%%

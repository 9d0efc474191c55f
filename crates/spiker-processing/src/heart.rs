//! ECG beat detection and heart-rate estimation
//!
//! A beat is a filtered sample whose magnitude crosses the threshold pair,
//! unless the previous beat is within the debounce period. The heart rate is
//! derived from the last three beats, i.e. two inter-beat intervals.

use spiker_core::BeatEvent;
use std::collections::VecDeque;
use tracing::debug;

/// Number of beat timestamps kept for the rate estimate
pub const BEAT_WINDOW: usize = 3;

/// 60 000 ms per minute times the two intervals spanned by the window
const TWO_INTERVAL_MINUTE_MS: u64 = 120_000;

#[derive(Debug, Clone)]
pub struct BeatDetector {
    top_threshold: i32,
    bottom_threshold: i32,
    debounce_ms: u64,
    timestamps: VecDeque<u64>,
    bpm: u32,
}

impl BeatDetector {
    /// Detector firing above `threshold` or below `-threshold`
    pub fn new(threshold: i32, debounce_ms: u64) -> Self {
        Self {
            top_threshold: threshold,
            bottom_threshold: -threshold,
            debounce_ms,
            timestamps: VecDeque::with_capacity(BEAT_WINDOW + 1),
            bpm: 0,
        }
    }

    /// Feed one filtered sample observed at `now_ms`; returns the beat if one was confirmed
    pub fn process(&mut self, sample: i32, now_ms: u64) -> Option<BeatEvent> {
        if sample <= self.top_threshold && sample >= self.bottom_threshold {
            return None;
        }

        if let Some(&last) = self.timestamps.back() {
            if now_ms.saturating_sub(last) <= self.debounce_ms {
                return None;
            }
        }

        self.timestamps.push_back(now_ms);
        if self.timestamps.len() > BEAT_WINDOW {
            self.timestamps.pop_front();
        }

        if self.timestamps.len() == BEAT_WINDOW {
            let span = self.timestamps[2] - self.timestamps[0];
            if span > 0 {
                self.bpm = (TWO_INTERVAL_MINUTE_MS / span) as u32;
                debug!(bpm = self.bpm, span_ms = span, "heart rate updated");
            }
        }

        debug!(timestamp_ms = now_ms, sample, "beat confirmed");
        Some(BeatEvent {
            timestamp_ms: now_ms,
            bpm: self.bpm,
        })
    }

    /// Last computed rate; sticky until three beats are seen again
    pub fn bpm(&self) -> u32 {
        self.bpm
    }

    /// Confirmed beat times, oldest first
    pub fn timestamps(&self) -> Vec<u64> {
        self.timestamps.iter().copied().collect()
    }

    /// Forget beats and rate
    pub fn reset(&mut self) {
        self.timestamps.clear();
        self.bpm = 0;
    }
}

%%

*Work item*. In the entries above, locate every line with the word "filtered" and copy it.

*Answer box*.
//! A beat is a filtered sample whose magnitude crosses the threshold pair,
    /// Feed one filtered sample observed at `now_ms`; returns the beat if one was confirmed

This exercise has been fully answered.